The project is developed in the recent research framework PyTorch Lightning. The HH-VAEM model is implemented as a LightningModule that is trained by means of a Trainer. A model can be trained by using:

# Example for training HH-VAEM on Boston dataset
python train.py --model HHVAEM --dataset boston --split 0

This will automatically download the boston dataset, split in 10 train/test splits and train HH-VAEM on the training split 0. Two folders will be created: data/ for storing the datasets and logs/ for model checkpoints and TensorBoard logs. The variable LOGDIR can be modified in src/configs.py to change the directory where these folders will be created (this might be useful for avoiding overloads in network file systems).

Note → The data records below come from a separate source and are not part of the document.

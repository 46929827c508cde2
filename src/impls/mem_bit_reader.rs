/*
 * SPDX-FileCopyrightText: 2023 Tommaso Fontana
 * SPDX-FileCopyrightText: 2023 Inria
 * SPDX-FileCopyrightText: 2023 Sebastiano Vigna
 *
 * SPDX-License-Identifier: Apache-2.0 OR LGPL-2.1-or-later
 */

use super::{check_args, touched_bytes};
use crate::error::{HuffmanError, Result};
use crate::traits::*;

/// Read `n` bits starting at bit `bit_offset` of `src[0]`.
///
/// Returns the value in the lowest bits, the number of whole bytes the
/// cursor must advance and the new bit offset.
///
/// `src` must contain at least `⌈(bit_offset + n) / 8⌉` bytes; otherwise
/// [`HuffmanError::InsufficientSpace`] is returned.
///
/// # Example
/// ```
/// use huffword::prelude::*;
///
/// // 0x96 = 100 101 10
/// assert_eq!(read_bits_at(&[0x96], 0, 3).unwrap(), (4, 0, 3));
/// assert_eq!(read_bits_at(&[0x96], 3, 5).unwrap(), (0x16, 1, 0));
/// ```
pub fn read_bits_at(src: &[u8], bit_offset: u8, n: usize) -> Result<(u64, usize, u8)> {
    check_args(bit_offset, n)?;
    let window = src
        .get(..touched_bytes(bit_offset, n))
        .ok_or(HuffmanError::InsufficientSpace)?;

    // at most 9 bytes, left-aligned in a 128-bit buffer
    let buffer = window
        .iter()
        .enumerate()
        .fold(0_u128, |acc, (i, &byte)| acc | ((byte as u128) << (120 - 8 * i)));
    let value = ((buffer << bit_offset) >> (128 - n)) as u64;

    let end = bit_offset as usize + n;
    Ok((value, end / 8, (end % 8) as u8))
}

/// An implementation of [`BitRead`] and [`BitSeek`] for a byte slice.
///
/// # Example
/// ```
/// use huffword::prelude::*;
///
/// let data = [0x1B, 0xFF];
/// let mut reader = MemBitReader::new(&data);
///
/// assert_eq!(reader.read_bits(2).unwrap(), 0);
/// assert_eq!(reader.read_bits(2).unwrap(), 1);
/// assert_eq!(reader.read_bits(7).unwrap(), 0b1011111);
/// assert_eq!((reader.byte_pos(), reader.bit_offset()), (1, 3));
///
/// // not enough bits left: the reader does not move
/// assert!(reader.read_bits(6).is_err());
/// assert_eq!(reader.bit_pos(), 11);
/// ```
#[derive(Debug, Clone, Copy, PartialEq, Eq)]
pub struct MemBitReader<'a> {
    data: &'a [u8],
    byte_pos: usize,
    bit_offset: u8,
}

impl<'a> MemBitReader<'a> {
    /// Create a new [`MemBitReader`] positioned at the first bit of `data`.
    #[must_use]
    pub fn new(data: &'a [u8]) -> Self {
        Self {
            data,
            byte_pos: 0,
            bit_offset: 0,
        }
    }

    /// Create a new [`MemBitReader`] positioned at bit `bit_offset` of byte
    /// `byte_pos`.
    pub fn with_position(data: &'a [u8], byte_pos: usize, bit_offset: u8) -> Result<Self> {
        let mut reader = Self::new(data);
        if bit_offset >= 8 {
            return Err(HuffmanError::InvalidValue("bit offset must be in 0..8"));
        }
        reader.set_bit_pos(byte_pos as u64 * 8 + bit_offset as u64)?;
        Ok(reader)
    }

    /// The index of the byte containing the next bit.
    #[inline]
    pub fn byte_pos(&self) -> usize {
        self.byte_pos
    }

    /// The offset of the next bit inside its byte, in `0..8`.
    #[inline]
    pub fn bit_offset(&self) -> u8 {
        self.bit_offset
    }

    /// The number of bytes from the current byte (included) to the end of
    /// the slice.
    #[inline]
    pub fn remaining(&self) -> usize {
        self.data.len() - self.byte_pos
    }

    /// The whole underlying slice.
    pub fn data(&self) -> &'a [u8] {
        self.data
    }

    #[inline(always)]
    fn tail(&self) -> &'a [u8] {
        &self.data[self.byte_pos..]
    }
}

impl BitRead for MemBitReader<'_> {
    #[inline]
    fn read_bits(&mut self, n: usize) -> Result<u64> {
        let (value, advance, bit_offset) = read_bits_at(self.tail(), self.bit_offset, n)?;
        self.byte_pos += advance;
        self.bit_offset = bit_offset;
        Ok(value)
    }

    fn read_unary(&mut self) -> Result<u64> {
        let skipped = self.bit_offset as u64;
        let mut zeros = 0;
        for (i, &byte) in self.tail().iter().enumerate() {
            let byte = if i == 0 {
                byte & (0xFF >> self.bit_offset)
            } else {
                byte
            };
            if byte != 0 {
                let one = byte.leading_zeros() as u64;
                zeros += if i == 0 { one - skipped } else { one };
                self.byte_pos += i + ((one + 1) / 8) as usize;
                self.bit_offset = ((one + 1) % 8) as u8;
                return Ok(zeros);
            }
            zeros += if i == 0 { 8 - skipped } else { 8 };
        }
        Err(HuffmanError::InsufficientSpace)
    }

    #[inline]
    fn remaining_bits(&self) -> u64 {
        self.remaining() as u64 * 8 - self.bit_offset as u64
    }
}

impl BitSeek for MemBitReader<'_> {
    #[inline]
    fn bit_pos(&self) -> u64 {
        self.byte_pos as u64 * 8 + self.bit_offset as u64
    }

    fn set_bit_pos(&mut self, bit_pos: u64) -> Result<()> {
        if bit_pos > self.data.len() as u64 * 8 {
            return Err(HuffmanError::InvalidValue(
                "bit position past the end of the stream",
            ));
        }
        self.byte_pos = (bit_pos / 8) as usize;
        self.bit_offset = (bit_pos % 8) as u8;
        Ok(())
    }
}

The following datasets are available:

  • A total of 10 UCI datasets: avocado, boston, energy, wine, diabetes, concrete, naval, yatch, bank or insurance.
  • The MNIST datasets: mnist or fashion_mnist.
  • More datasets can be easily added to src/datasets.py.

For each dataset, the corresponding parameter configuration must be added to src/configs.py.

The following models are also available (implemented in src/models/):

  • HHVAEM: the proposed model in the paper.
  • VAEM: the VAEM strategy presented in (Ma et al., 2020) with Gaussian encoder (without including the Partial VAE).
  • HVAEM: A Hierarchical VAEM with two layers of latent variables and a Gaussian encoder.
  • HMCVAEM: A VAEM that includes a tuned HMC sampler for the true posterior.
  • For MNIST datasets (non heterogeneous data), use HHVAE, VAE, HVAE and HMCVAE.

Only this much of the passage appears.